In conclusion, our findings suggested that the addition of chemotherapy to TKI therapy did not improve survival outcomes in unresectable stage III EGFR-mutated NSCLC patients compared to TKI alone. However, given the limitations of our study, including its small sample size, these results should be interpreted cautiously. Larger prospective studies and clinical trials are essential to validate these findings and provide more definitive guidance on the optimal treatment approach for these patients.

Materials and Methods

Patient selection

We conducted a comprehensive search to identify NSCLC patients at Guangxi Medical University Cancer Hospital between September 2012 and January 2022. The inclusion criteria for patient selection were as follows: (1) histologically or cytologically confirmed NSCLC, (2) EGFR testing performed and mutation confirmed, (3) definitive EGFR subtypes identified for the EGFR mutation, (4) staging according to the 8th edition of the American Joint Committee on Cancer (AJCC) criteria confirming stage III disease, and (5) presence of unresectable disease. Patients meeting any of the following criteria were excluded from the study: (1) those who did not receive any treatment, (2) patients who underwent surgery as their initial treatment modality, and (3) individuals with incomplete or missing clinical information.

Endpoint

The primary endpoint of the study was progression-free survival (PFS). The secondary endpoints included overall survival (OS), locoregional-free survival (LRFS), and distant metastasis-free survival (DMFS).

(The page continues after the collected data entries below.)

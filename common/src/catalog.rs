use crate::model::parcel::{Category, ParcelEntry};

/// Land parcels shown on the map, in render order.
pub const PARCEL_CATALOG: &[ParcelEntry] = &[
    ParcelEntry {
        id: "LP-101",
        title: "Commercial Plot - Sector 82",
        meta: "Near PR-7 Road, Greater Mohali",
        category: Category::Commercial,
        category_label: "Commercial",
        sector: "Sector 82",
        area: "1.20 Acres",
        price: "₹ 12.5 Cr",
        x: 34.0,
        y: 62.0,
    },
    ParcelEntry {
        id: "LP-102",
        title: "Group Housing - Sector 88",
        meta: "Planned township zone",
        category: Category::GroupHousing,
        category_label: "Group Housing",
        sector: "Sector 88",
        area: "5.00 Acres",
        price: "₹ 48.0 Cr",
        x: 52.0,
        y: 46.0,
    },
    ParcelEntry {
        id: "LP-103",
        title: "Healthcare Site - Sector 79",
        meta: "200m from arterial road",
        category: Category::Healthcare,
        category_label: "Healthcare",
        sector: "Sector 79",
        area: "2.10 Acres",
        price: "₹ 24.0 Cr",
        x: 66.0,
        y: 54.0,
    },
    ParcelEntry {
        id: "LP-104",
        title: "Education Campus - Sector 74",
        meta: "Adjacent to green belt",
        category: Category::Education,
        category_label: "Education",
        sector: "Sector 74",
        area: "3.40 Acres",
        price: "₹ 31.5 Cr",
        x: 43.0,
        y: 68.0,
    },
    ParcelEntry {
        id: "LP-105",
        title: "Hospitality Plot - Sector 90",
        meta: "High footfall corridor",
        category: Category::Hospitality,
        category_label: "Hospitality",
        sector: "Sector 90",
        area: "1.75 Acres",
        price: "₹ 19.0 Cr",
        x: 78.0,
        y: 40.0,
    },
    ParcelEntry {
        id: "LP-106",
        title: "Commercial Plot - Sector 66",
        meta: "IT City access road",
        category: Category::Commercial,
        category_label: "Commercial",
        sector: "Sector 66",
        area: "0.85 Acres",
        price: "₹ 9.2 Cr",
        x: 28.0,
        y: 40.0,
    },
];

pub fn parcel_by_id(id: &str) -> Option<&'static ParcelEntry> {
    let trimmed = id.trim();
    PARCEL_CATALOG.iter().find(|entry| entry.id == trimmed)
}

pub fn count_in_category(category: Category) -> usize {
    PARCEL_CATALOG
        .iter()
        .filter(|entry| entry.category == category)
        .count()
}
use crate::dom;

pub const YEAR_SELECTOR: &str = "[data-current-year]";

/// Writes the current calendar year into the footer marker, if present.
pub fn init() -> Result<(), String> {
    let document = dom::document()?;
    if let Some(element) = dom::query(&document, YEAR_SELECTOR)? {
        let year = js_sys::Date::new_0().get_full_year();
        element.set_text_content(Some(&year.to_string()));
    }
    Ok(())
}
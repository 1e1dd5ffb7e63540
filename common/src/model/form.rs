/// Named fields of the contact form, in display order.
pub const FIELD_NAMES: [&str; 4] = ["name", "phone", "email", "message"];

pub const WARNING_TEXT: &str = "Please fill in all fields so we can contact you.";
pub const SUCCESS_TEXT: &str =
    "Thanks! Your request has been received. Our team will contact you soon.";

/// Marker class that identifies the inline message node inside the form.
pub const ALERT_MARKER_CLASS: &str = "rti-form-alert";

#[derive(Debug, Clone, Copy, PartialEq, Eq)]
pub enum AlertKind {
    Warning,
    Success,
}

impl AlertKind {
    pub fn as_str(self) -> &'static str {
        match self {
            AlertKind::Warning => "warning",
            AlertKind::Success => "success",
        }
    }
}

/// Outcome of one submission attempt, rendered as the single inline message.
#[derive(Debug, Clone, Copy, PartialEq, Eq)]
pub struct FormSubmissionResult {
    pub kind: AlertKind,
    pub text: &'static str,
}

impl FormSubmissionResult {
    pub fn warning() -> Self {
        Self {
            kind: AlertKind::Warning,
            text: WARNING_TEXT,
        }
    }

    pub fn success() -> Self {
        Self {
            kind: AlertKind::Success,
            text: SUCCESS_TEXT,
        }
    }

    pub fn is_success(&self) -> bool {
        self.kind == AlertKind::Success
    }

    /// Class list of the message node.
    pub fn class_name(&self) -> String {
        format!(
            "alert alert-{} {} mb-0 mt-3",
            self.kind.as_str(),
            ALERT_MARKER_CLASS
        )
    }
}

/// The four contact fields after trimming.
#[derive(Debug, Clone, Default, PartialEq, Eq)]
pub struct ContactSubmission {
    pub name: String,
    pub phone: String,
    pub email: String,
    pub message: String,
}

impl ContactSubmission {
    /// Builds a submission from a field lookup; absent fields count as empty.
    pub fn collect<F>(mut field: F) -> Self
    where
        F: FnMut(&str) -> Option<String>,
    {
        let mut read = |name: &str| field(name).unwrap_or_default().trim().to_string();
        Self {
            name: read("name"),
            phone: read("phone"),
            email: read("email"),
            message: read("message"),
        }
    }

    /// Names of the fields left empty, in display order.
    pub fn missing_fields(&self) -> Vec<&'static str> {
        let values = [&self.name, &self.phone, &self.email, &self.message];
        FIELD_NAMES
            .iter()
            .zip(values)
            .filter(|(_, value)| value.is_empty())
            .map(|(name, _)| *name)
            .collect()
    }

    /// Only presence is checked; no email or phone format rules apply.
    pub fn is_complete(&self) -> bool {
        self.missing_fields().is_empty()
    }
}
use std::fmt;
use std::str::FromStr;

use serde::{Deserialize, Serialize};

use crate::error::LandingError;

/// Land-use category of a parcel. The closed set mirrors the filter chips on
/// the map; the kebab-case form is what the page markup and CSS classes use.
#[derive(Debug, Clone, Copy, PartialEq, Eq, Hash, Serialize, Deserialize)]
#[serde(rename_all = "kebab-case")]
pub enum Category {
    Commercial,
    GroupHousing,
    Healthcare,
    Education,
    Hospitality,
}

impl Category {
    pub const ALL: [Category; 5] = [
        Category::Commercial,
        Category::GroupHousing,
        Category::Healthcare,
        Category::Education,
        Category::Hospitality,
    ];

    pub fn as_str(self) -> &'static str {
        match self {
            Category::Commercial => "commercial",
            Category::GroupHousing => "group-housing",
            Category::Healthcare => "healthcare",
            Category::Education => "education",
            Category::Hospitality => "hospitality",
        }
    }

    /// Human label shown in the detail view.
    pub fn label(self) -> &'static str {
        match self {
            Category::Commercial => "Commercial",
            Category::GroupHousing => "Group Housing",
            Category::Healthcare => "Healthcare",
            Category::Education => "Education",
            Category::Hospitality => "Hospitality",
        }
    }

    /// Bootstrap icon class rendered inside the marker.
    pub fn icon(self) -> &'static str {
        match self {
            Category::Commercial => "bi-building",
            Category::GroupHousing => "bi-houses",
            Category::Healthcare => "bi-hospital",
            Category::Education => "bi-mortarboard",
            Category::Hospitality => "bi-cup-hot",
        }
    }
}

impl fmt::Display for Category {
    fn fmt(&self, f: &mut fmt::Formatter<'_>) -> fmt::Result {
        f.write_str(self.as_str())
    }
}

impl FromStr for Category {
    type Err = LandingError;

    fn from_str(s: &str) -> Result<Self, Self::Err> {
        let trimmed = s.trim();
        Category::ALL
            .into_iter()
            .find(|category| category.as_str() == trimmed)
            .ok_or_else(|| LandingError::UnknownCategory(trimmed.to_string()))
    }
}

/// One entry of the land parcel catalog.
///
/// `x` and `y` are the marker position as percentages of the map's width and
/// height. Entries are immutable; the catalog is compiled in.
#[derive(Clone, Copy, Debug, PartialEq)]
pub struct ParcelEntry {
    pub id: &'static str,
    pub title: &'static str,
    pub meta: &'static str,
    pub category: Category,
    pub category_label: &'static str,
    pub sector: &'static str,
    pub area: &'static str,
    pub price: &'static str,
    pub x: f32,
    pub y: f32,
}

Treatment-related toxicities

Treatment-related toxicities were evaluated and categorized using the Common Toxicity Criteria for Adverse Events version 4.0 (CTCAE v4.0).

Statistical analysis

The continuous factor of age was transformed to categorical factor according to the median value. Categorical variables were assessed using the χ2 test or Fisher’s exact test. To compare PFS, OS, LRFS, and DMFS across different treatment modalities, the Kaplan-Meier method coupled with log-rank test statistics was utilized. Univariable regression analysis was performed to pinpoint potential prognostic indicators. Furthermore, multivariable Cox regression analysis was conducted to identify independent prognostic factors after adjusting for variables. The results were presented in terms of hazard ratios (HRs) along with corresponding 95% confidence intervals (CIs).

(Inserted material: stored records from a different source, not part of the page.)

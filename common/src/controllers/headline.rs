//! Hero headline rotation.
//!
//! Each cycle has two steps driven by external timers: the interval tick calls
//! [`HeadlineRotator::begin_transition`], which flags the element, and the
//! nested delay calls [`HeadlineRotator::complete_transition`], which swaps the
//! content and clears the flag. With reduced motion the rotator renders the
//! first headline once and refuses to cycle.

use crate::error::LandingError;

/// CSS class present on the headline element while a swap is pending.
pub const TRANSITION_CLASS: &str = "is-transitioning";

/// Write access to the headline element.
pub trait HeadlineSurface {
    /// Replaces the element's rich-text content.
    fn show_headline(&mut self, html: &str);
    fn set_transitioning(&mut self, on: bool);
}

#[derive(Debug, Clone, Copy, PartialEq, Eq)]
pub enum MotionPreference {
    Full,
    Reduced,
}

impl MotionPreference {
    pub fn from_reduced_flag(reduced: bool) -> Self {
        if reduced {
            MotionPreference::Reduced
        } else {
            MotionPreference::Full
        }
    }
}

#[derive(Debug, Clone, Copy, PartialEq, Eq)]
enum RotatorPhase {
    Showing,
    Transitioning,
}

#[derive(Debug, Clone)]
pub struct HeadlineRotator {
    headlines: Vec<String>,
    index: usize,
    phase: RotatorPhase,
    motion: MotionPreference,
}

impl HeadlineRotator {
    pub fn new(headlines: Vec<String>, motion: MotionPreference) -> Result<Self, LandingError> {
        if headlines.is_empty() {
            return Err(LandingError::EmptyHeadlines);
        }
        Ok(Self {
            headlines,
            index: 0,
            phase: RotatorPhase::Showing,
            motion,
        })
    }

    /// Writes the first headline. Returns whether the cycle timer should run.
    pub fn mount(&mut self, surface: &mut impl HeadlineSurface) -> bool {
        self.index = 0;
        self.phase = RotatorPhase::Showing;
        surface.show_headline(&self.headlines[0]);
        !self.is_static()
    }

    /// Interval tick. Returns whether the transition delay should be scheduled.
    pub fn begin_transition(&mut self, surface: &mut impl HeadlineSurface) -> bool {
        if self.is_static() || self.phase == RotatorPhase::Transitioning {
            return false;
        }
        self.phase = RotatorPhase::Transitioning;
        surface.set_transitioning(true);
        true
    }

    /// Transition delay elapsed: advance, write, unflag.
    pub fn complete_transition(&mut self, surface: &mut impl HeadlineSurface) {
        if self.phase != RotatorPhase::Transitioning {
            return;
        }
        self.index = (self.index + 1) % self.headlines.len();
        surface.show_headline(&self.headlines[self.index]);
        surface.set_transitioning(false);
        self.phase = RotatorPhase::Showing;
    }

    pub fn is_static(&self) -> bool {
        self.motion == MotionPreference::Reduced
    }

    pub fn is_transitioning(&self) -> bool {
        self.phase == RotatorPhase::Transitioning
    }

    pub fn index(&self) -> usize {
        self.index
    }

    pub fn current(&self) -> &str {
        &self.headlines[self.index]
    }
}
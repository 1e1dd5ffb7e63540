//! Properties of the `PinMapComponent`.
//!
//! The markers themselves come from the compiled catalog; the properties only
//! name the page elements the component talks to outside its own root.

use yew::prelude::*;

pub const DEFAULT_MODAL_ID: &str = "lpParcelModal";
pub const DEFAULT_CHIP_SELECTOR: &str = "[data-lp-filter]";

#[derive(Properties, PartialEq, Clone)]
pub struct PinMapProps {
    /// Id of the dialog element handed to the page's `bootstrap.Modal`.
    #[prop_or(AttrValue::Static(DEFAULT_MODAL_ID))]
    pub modal_id: AttrValue,

    /// Selector of the filter chips; each chip names its filter in
    /// `data-lp-filter` (missing means "all").
    #[prop_or(AttrValue::Static(DEFAULT_CHIP_SELECTOR))]
    pub chip_selector: AttrValue,
}

impl Default for PinMapProps {
    fn default() -> Self {
        Self {
            modal_id: AttrValue::Static(DEFAULT_MODAL_ID),
            chip_selector: AttrValue::Static(DEFAULT_CHIP_SELECTOR),
        }
    }
}
//! Contact form binding.
//!
//! The submit event is always cancelled; the form is validated locally and a
//! single `.rti-form-alert` node reports the outcome.

use common::controllers::{ContactForm, FormSurface};
use common::model::form::{FormSubmissionResult, ALERT_MARKER_CLASS, FIELD_NAMES};
use gloo_events::{EventListener, EventListenerOptions};
use wasm_bindgen::JsCast;
use web_sys::{FormData, HtmlFormElement, HtmlInputElement, HtmlTextAreaElement};

use crate::dom;

pub const FORM_ID: &str = "rtiForm";

pub struct FormElement(pub HtmlFormElement);

impl FormSurface for FormElement {
    fn field(&self, name: &str) -> Option<String> {
        let data = FormData::new_with_form(&self.0).ok()?;
        data.get(name).as_string()
    }

    fn remove_message(&mut self) {
        if let Ok(Some(existing)) = self.0.query_selector(&format!(".{}", ALERT_MARKER_CLASS)) {
            existing.remove();
        }
    }

    fn insert_message(&mut self, result: &FormSubmissionResult) {
        let Some(document) = self.0.owner_document() else {
            return;
        };
        let Ok(alert) = document.create_element("div") else {
            return;
        };
        alert.set_class_name(&result.class_name());
        alert.set_text_content(Some(result.text));
        let inserted = alert
            .set_attribute("role", "status")
            .and_then(|_| self.0.append_child(&alert));
        if let Err(err) = inserted {
            gloo_console::warn!(format!("form message not shown: {}", dom::js_err(err)));
        }
    }

    fn reset(&mut self) {
        self.0.reset();
        // `reset` restores markup defaults; the contact fields end up empty.
        for name in FIELD_NAMES {
            let Ok(Some(field)) = self.0.query_selector(&format!("[name=\"{}\"]", name)) else {
                continue;
            };
            match field.dyn_into::<HtmlInputElement>() {
                Ok(input) => input.set_value(""),
                Err(field) => {
                    if let Ok(textarea) = field.dyn_into::<HtmlTextAreaElement>() {
                        textarea.set_value("");
                    }
                }
            }
        }
    }
}

/// Attaches the submit handler. The returned listener detaches when dropped.
pub fn bind(form: HtmlFormElement) -> EventListener {
    let target = form.clone();
    let mut surface = FormElement(form);
    EventListener::new_with_options(
        &target,
        "submit",
        EventListenerOptions::enable_prevent_default(),
        move |event| {
            event.prevent_default();
            let result = ContactForm.submit(&mut surface);
            gloo_console::debug!("contact form submitted:", result.kind.as_str());
        },
    )
}

pub fn init() -> Result<(), String> {
    let document = dom::document()?;
    let Some(form) = document
        .get_element_by_id(FORM_ID)
        .and_then(|element| element.dyn_into::<HtmlFormElement>().ok())
    else {
        gloo_console::debug!("no contact form on this page");
        return Ok(());
    };
    bind(form).forget();
    Ok(())
}
use yew::prelude::*;

use super::messages::Msg;
use super::state::PinMapComponent;

/// Returns `true` when the marker list changed and the view must re-render.
pub fn update(component: &mut PinMapComponent, _ctx: &Context<PinMapComponent>, msg: Msg) -> bool {
    match msg {
        Msg::ActivateChip(index) => match component.map.activate_chip(index) {
            Some(selector) => {
                component.sync_chips();
                gloo_console::debug!("parcel filter:", selector.as_str());
                true
            }
            None => false,
        },
        Msg::OpenParcel(parcel_id) => {
            let opened =
                component
                    .map
                    .open_parcel(parcel_id, &mut component.detail, component.modal.as_ref());
            if let Err(err) = opened {
                gloo_console::warn!(err.to_string());
            }
            false
        }
    }
}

To minimize the impact of selection bias when comparing outcomes between different treatment modalities, a matched case-control analysis via propensity score matching (PSM) was executed. During the calculation of propensity scores, one-to-one matching without replacement was achieved within a logistic regression model. The nearest-neighbor matching algorithm based on the propensity score was applied for factors with a caliper of 0.8 on the logistic regression model.

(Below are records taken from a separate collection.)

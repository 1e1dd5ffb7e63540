//! Parcel map: root module wiring the Yew `Component` implementation with
//! submodules for state, update logic, view rendering and the detail dialog.
//!
//! Responsibilities
//! - Mount the component into the page's pins container (`#lpMapPins`).
//! - On creation, collect the filter chips, bind their click listeners to
//!   `Msg::ActivateChip`, and look up the detail fields and modal widget.
//! - Delegate updates to `update::update` and rendering to `view::view`.

use common::controllers::PinMap;
use common::model::filter::FilterSelector;
use common::PARCEL_CATALOG;
use gloo_events::EventListener;
use web_sys::Element;
use yew::prelude::*;

pub mod detail;
mod messages;
mod props;
mod state;
mod update;
mod view;

use detail::{BootstrapModal, DomDetailView};
pub use messages::Msg;
pub use props::PinMapProps;
pub use state::PinMapComponent;

use crate::dom;

pub const PINS_ROOT_ID: &str = "lpMapPins";

impl Component for PinMapComponent {
    type Message = Msg;
    type Properties = PinMapProps;

    fn create(ctx: &Context<Self>) -> Self {
        let props = ctx.props();
        let document = dom::document().ok();

        let (chips, selectors) = document
            .as_ref()
            .map(|document| collect_chips(document, &props.chip_selector))
            .unwrap_or_default();

        let chip_listeners = chips
            .iter()
            .enumerate()
            .map(|(index, chip)| {
                let activate = ctx.link().callback(move |_: ()| Msg::ActivateChip(index));
                EventListener::new(chip, "click", move |_| activate.emit(()))
            })
            .collect();

        let detail = document
            .as_ref()
            .map(DomDetailView::from_document)
            .unwrap_or_default();
        let modal = document
            .as_ref()
            .and_then(|document| document.get_element_by_id(&props.modal_id))
            .and_then(|element| BootstrapModal::attach(&element));
        if modal.is_none() {
            gloo_console::debug!("parcel modal unavailable, details populate only");
        }

        let component = Self {
            map: PinMap::new(PARCEL_CATALOG, selectors),
            chips,
            chip_listeners,
            detail,
            modal,
        };
        component.sync_chips();
        component
    }

    fn update(&mut self, ctx: &Context<Self>, msg: Self::Message) -> bool {
        update::update(self, ctx, msg)
    }

    fn view(&self, ctx: &Context<Self>) -> Html {
        view::view(self, ctx)
    }
}

/// Chips whose selector parses, paired with their selectors in page order.
/// A chip naming an unknown category is left inert.
fn collect_chips(document: &web_sys::Document, selector: &str) -> (Vec<Element>, Vec<FilterSelector>) {
    let elements = match dom::query_all(document, selector) {
        Ok(elements) => elements,
        Err(err) => {
            gloo_console::warn!(format!("filter chips not bound: {}", err));
            return (Vec::new(), Vec::new());
        }
    };
    elements
        .into_iter()
        .filter_map(|chip| {
            let raw = chip.get_attribute("data-lp-filter");
            match FilterSelector::from_attribute(raw.as_deref()) {
                Ok(selector) => Some((chip, selector)),
                Err(err) => {
                    gloo_console::warn!(format!("ignoring filter chip: {}", err));
                    None
                }
            }
        })
        .unzip()
}

/// Replaces the contents of the pins container with the map component.
pub fn mount() -> Result<(), String> {
    let document = dom::document()?;
    let Some(root) = document.get_element_by_id(PINS_ROOT_ID) else {
        gloo_console::debug!("no parcel map on this page");
        return Ok(());
    };
    root.set_inner_html("");
    // The app lives as long as the page; the handle is not needed afterwards.
    let _app = yew::Renderer::<PinMapComponent>::with_root(root).render();
    Ok(())
}
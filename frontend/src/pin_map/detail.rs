//! The parcel detail dialog: its text fields and the page's modal widget.

use common::controllers::{DetailView, ModalCapability, ModalContent};
use js_sys::{Array, Function, Reflect};
use wasm_bindgen::{JsCast, JsValue};
use web_sys::{Document, Element};

pub const TITLE_ID: &str = "lpModalTitle";
pub const META_ID: &str = "lpModalMeta";
pub const CATEGORY_ID: &str = "lpModalCategory";
pub const SECTOR_ID: &str = "lpModalSector";
pub const AREA_ID: &str = "lpModalArea";
pub const PRICE_ID: &str = "lpModalPrice";

/// Text fields of the dialog. Each one is optional on the page.
#[derive(Default)]
pub struct DomDetailView {
    title: Option<Element>,
    meta: Option<Element>,
    category: Option<Element>,
    sector: Option<Element>,
    area: Option<Element>,
    price: Option<Element>,
}

impl DomDetailView {
    pub fn from_document(document: &Document) -> Self {
        Self {
            title: document.get_element_by_id(TITLE_ID),
            meta: document.get_element_by_id(META_ID),
            category: document.get_element_by_id(CATEGORY_ID),
            sector: document.get_element_by_id(SECTOR_ID),
            area: document.get_element_by_id(AREA_ID),
            price: document.get_element_by_id(PRICE_ID),
        }
    }
}

fn set_text(field: &Option<Element>, text: &str) {
    if let Some(element) = field {
        element.set_text_content(Some(text));
    }
}

impl DetailView for DomDetailView {
    fn populate(&mut self, content: &ModalContent) {
        set_text(&self.title, &content.title);
        set_text(&self.meta, &content.meta);
        set_text(&self.category, &content.category_label);
        set_text(&self.sector, &content.sector);
        set_text(&self.area, &content.area);
        set_text(&self.price, &content.price);
    }
}

/// Handle to a `window.bootstrap.Modal` instance bound to the dialog element.
pub struct BootstrapModal {
    instance: JsValue,
}

impl BootstrapModal {
    /// Constructs the widget for `element`. `None` when the page did not load
    /// bootstrap or construction throws.
    pub fn attach(element: &Element) -> Option<Self> {
        let window = web_sys::window()?;
        let bootstrap = Reflect::get(&window, &JsValue::from_str("bootstrap")).ok()?;
        if bootstrap.is_null() || bootstrap.is_undefined() {
            return None;
        }
        let constructor = Reflect::get(&bootstrap, &JsValue::from_str("Modal"))
            .ok()?
            .dyn_into::<Function>()
            .ok()?;
        let instance = Reflect::construct(&constructor, &Array::of1(element)).ok()?;
        Some(Self { instance })
    }
}

impl ModalCapability for BootstrapModal {
    fn show(&self) {
        let Ok(show) = Reflect::get(&self.instance, &JsValue::from_str("show")) else {
            return;
        };
        if let Ok(show) = show.dyn_into::<Function>() {
            if let Err(err) = show.call0(&self.instance) {
                gloo_console::warn!("parcel modal failed to open", err);
            }
        }
    }
}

The statistical analyses for this study were carried out using SPSS Statistics Version 26.0 software (IBM Co., Armonk, NY, USA) and R software (version 4.2.1). A two-tailed P-value of less than 0.05 was deemed statistically significant.

Data availability statement

The data generated or analyzed during this study are available from the corresponding author upon reasonable request.

Author Contributions

Conceptualization: Xin-Bin Pan; Methodology: Huan-Wei Liang; Formal Analysis: Yang Liu; Investigation: Yang Liu; Resources: Huan-Wei Liang; Validation: Huan-Wei Liang and Yang Liu; Writing-Original Draft Preparation: Huan-Wei Liang; Writing-Review and Editing: Xin-Bin Pan.

Conflicts of Interest

The authors declare that they have no conflicts of interest.

Ethical Statement

The ethical approval and consent were waived by the Ethics Committee and Institutional Review Board of Guangxi Medical University Cancer Hospital due to the retrospective nature of this study.

Funding

No funding was provided for this study.